H aving battled their deadly rivals the Romans in Spain, in 218BC the Carthaginian army made a motion that no one expected. Their commander Hannibal marched his troops, including cavalry and African war elephants, across a high laissez passer in the Alps to strike at Rome itself from the northward of the Italian peninsula. It was ane of the greatest military feats in history.

The Romans had presumed that the Alps created a secure natural barrier against invasion of their homeland. They hadn't reckoned with Hannibal's boldness. In December he smashed apart the Roman forces in the north, assisted by his awesome elephants, the tanks of classical warfare. Many of the animals died of cold or disease the post-obit winter, but Hannibal fought his way downward through Italian republic. For 15 years he ravaged the state, killing or wounding over a one thousand thousand citizens but without taking Rome. But when he faced the Roman full general Scipio Africanus at Zama in north Africa in 202BC, his strategic genius met its match. So concluded the second Punic war, with Rome the victor.

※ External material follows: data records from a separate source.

//! Temperature sparkline widget for the hourly strip

use ratatui::{
    buffer::Buffer,
    layout::Rect,
    style::{Color, Style},
    widgets::Widget,
};

/// Block characters for different temperatures (8 levels)
const BLOCKS: [char; 8] = ['▁', '▂', '▃', '▄', '▅', '▆', '▇', '█'];

/// A sparkline showing the temperature trend across forecast slots
///
/// Each value is stretched over an equal share of the area's width and scaled
/// between the lowest and highest value shown.
pub struct TrendSparkline<'a> {
    /// Temperature per slot
    values: &'a [f64],
    /// Style for the sparkline
    style: Style,
    /// Style for the warmest slot
    peak_style: Style,
}

impl<'a> TrendSparkline<'a> {
    pub fn new(values: &'a [f64]) -> Self {
        Self {
            values,
            style: Style::default().fg(Color::Cyan),
            peak_style: Style::default().fg(Color::Yellow),
        }
    }

    pub fn style(mut self, style: Style) -> Self {
        self.style = style;
        self
    }

    pub fn peak_style(mut self, style: Style) -> Self {
        self.peak_style = style;
        self
    }

    /// Lowest and highest finite value
    fn range(&self) -> Option<(f64, f64)> {
        self.values
            .iter()
            .copied()
            .filter(|v| v.is_finite())
            .fold(None, |range, v| match range {
                None => Some((v, v)),
                Some((low, high)) => Some((low.min(v), high.max(v))),
            })
    }

    fn value_to_block(value: f64, low: f64, high: f64) -> char {
        let span = high - low;
        // A flat line sits in the middle
        let normalized = if span > 0.0 { (value - low) / span } else { 0.5 };
        let index = ((normalized.clamp(0.0, 1.0) * 7.0).round() as usize).min(7);
        BLOCKS[index]
    }
}

impl<'a> Widget for TrendSparkline<'a> {
    fn render(self, area: Rect, buf: &mut Buffer) {
        if area.width == 0 || area.height == 0 || self.values.is_empty() {
            return;
        }
        let Some((low, high)) = self.range() else {
            return;
        };

        let width = area.width as usize;
        let count = self.values.len();

        for column in 0..width {
            let index = (column * count / width).min(count - 1);
            let value = self.values[index];
            let style = if value >= high { self.peak_style } else { self.style };

            if let Some(cell) = buf.cell_mut((area.x + column as u16, area.y)) {
                cell.set_char(Self::value_to_block(value, low, high)).set_style(style);
            }
        }
    }
}
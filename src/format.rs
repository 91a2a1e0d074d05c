//! Display formatting for times, dates and condition text

use chrono::{Datelike, NaiveDate, Timelike};

/// Formats a time as "h:MM AM/PM"
pub fn format_clock<T: Timelike>(time: &T) -> String {
    let (is_pm, hour) = time.hour12();
    format!("{}:{:02} {}", hour, time.minute(), if is_pm { "PM" } else { "AM" })
}

/// Formats an hour of the day (0-23) as "12 AM", "3 PM", ...
pub fn format_hour(hour: u32) -> String {
    match hour % 24 {
        0 => "12 AM".to_string(),
        12 => "12 PM".to_string(),
        h if h > 12 => format!("{} PM", h - 12),
        h => format!("{} AM", h),
    }
}

/// Abbreviated weekday name, e.g. "Mon"
pub fn day_name(date: &NaiveDate) -> String {
    date.format("%a").to_string()
}

/// Short month and day, e.g. "Jan 5"
pub fn short_date(date: &NaiveDate) -> String {
    format!("{} {}", date.format("%b"), date.day())
}

/// Capitalizes the first letter of every word
pub fn title_case(text: &str) -> String {
    let mut result = String::with_capacity(text.len());
    let mut at_word_start = true;
    for c in text.chars() {
        if at_word_start && c.is_alphanumeric() {
            result.extend(c.to_uppercase());
        } else {
            result.push(c);
        }
        at_word_start = !c.is_alphanumeric();
    }
    result
}

/// Rounds a temperature for display, halves toward +inf, avoiding "-0"
pub fn whole_degrees(value: f64) -> i64 {
    let rounded = (value + 0.5).floor();
    if rounded == 0.0 {
        0
    } else {
        rounded as i64
    }
}
//! Preferences persisted between runs
//!
//! Stores the selected theme and the last location as a small JSON file in
//! the platform config directory (`~/.config/skydash/` on Linux). A missing
//! or unreadable file simply yields the defaults.

mod store;

pub use store::{Preferences, PreferenceStore, Theme};
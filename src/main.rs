//! skydash - Weather dashboard for the terminal
//!
//! A terminal UI application that displays current conditions, the hourly and
//! 5-day forecast, air quality and daylight for any city.

use std::io;
use std::panic;
use std::process;
use std::time::Duration;

use clap::Parser;
use crossterm::{
    event::{self, Event, KeyEventKind},
    execute,
    terminal::{disable_raw_mode, enable_raw_mode, EnterAlternateScreen, LeaveAlternateScreen},
};
use ratatui::{backend::CrosstermBackend, Terminal};
use tracing::info;

use skydash::app::{App, AppState};
use skydash::cli::{Cli, StartupConfig};
use skydash::{logging, ui};

/// Sets up a panic hook that restores the terminal before printing the panic message.
/// This ensures the terminal is usable even if the application panics.
fn setup_panic_hook() {
    let original_hook = panic::take_hook();
    panic::set_hook(Box::new(move |panic_info| {
        // Attempt to restore the terminal
        let _ = disable_raw_mode();
        let _ = execute!(io::stdout(), LeaveAlternateScreen);
        // Call the original panic hook
        original_hook(panic_info);
    }));
}

/// Renders the UI based on the current application state
fn render_ui(frame: &mut ratatui::Frame, app: &App) {
    match app.state {
        AppState::Loading => render_loading(frame),
        AppState::Dashboard => ui::render_dashboard(frame, app),
    }

    if app.show_help {
        ui::render_help_overlay(frame, app.theme());
    }
}

/// Renders a loading message while data is being fetched
fn render_loading(frame: &mut ratatui::Frame) {
    use ratatui::{
        layout::{Alignment, Constraint, Direction, Layout},
        style::{Color, Style},
        widgets::Paragraph,
    };

    let area = frame.area();

    // Center the loading message vertically
    let chunks = Layout::default()
        .direction(Direction::Vertical)
        .constraints([
            Constraint::Percentage(45),
            Constraint::Length(3),
            Constraint::Percentage(45),
        ])
        .split(area);

    let loading_text = Paragraph::new("Loading weather data...")
        .style(Style::default().fg(Color::Cyan))
        .alignment(Alignment::Center);

    frame.render_widget(loading_text, chunks[1]);
}

#[tokio::main]
async fn main() -> Result<(), Box<dyn std::error::Error>> {
    let cli = Cli::parse();
    let config = match StartupConfig::from_cli(&cli) {
        Ok(config) => config,
        Err(e) => {
            eprintln!("error: {}", e);
            process::exit(2);
        }
    };

    // Keep the guard alive so buffered log lines are flushed on exit
    let _log_guard = logging::log_dir().and_then(logging::init);
    info!(demo = config.demo, start = ?config.start, "Starting skydash");

    // Set up panic hook to restore terminal on crash
    setup_panic_hook();

    // Setup terminal
    enable_raw_mode()?;
    let mut stdout = io::stdout();
    execute!(stdout, EnterAlternateScreen)?;
    let backend = CrosstermBackend::new(stdout);
    let mut terminal = Terminal::new(backend)?;

    let mut app = App::with_startup_config(config);

    // Main event loop
    loop {
        // Render UI
        terminal.draw(|f| render_ui(f, &app))?;

        // Run any load queued at startup or by a key press
        if let Some(request) = app.take_pending_load() {
            app.run_load(request).await;
            continue;
        }

        // Poll for keyboard events with 100ms timeout
        if event::poll(Duration::from_millis(100))? {
            if let Event::Key(key) = event::read()? {
                if key.kind == KeyEventKind::Press {
                    app.handle_key(key);
                }
            }
        }

        // Check if we should quit
        if app.should_quit {
            break;
        }
    }

    // Restore terminal
    disable_raw_mode()?;
    execute!(terminal.backend_mut(), LeaveAlternateScreen)?;

    Ok(())
}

Hannibal's alpine crossing has been celebrated in myth, art and film. JMW Turner made high drama of it in 1812, a louring snowstorm sending the Carthaginians into wild disarray. The 1959 sword-and-sandals epic movie, with Victor Mature in the eponymous championship role, fabricated Hannibal's "crazed elephant army" look more than like the polite zoo creatures they manifestly were.

The battles didn't end with Scipio'southward victory, though. Much ink, if non claret, has been spilled in furious arguments between historians over the precise route that Hannibal took across the Alps. The reply makes not a blind bit of difference to the historical consequence, but at that place's clearly something about that image of elephants on snowy peaks that makes experts care securely about where exactly they went.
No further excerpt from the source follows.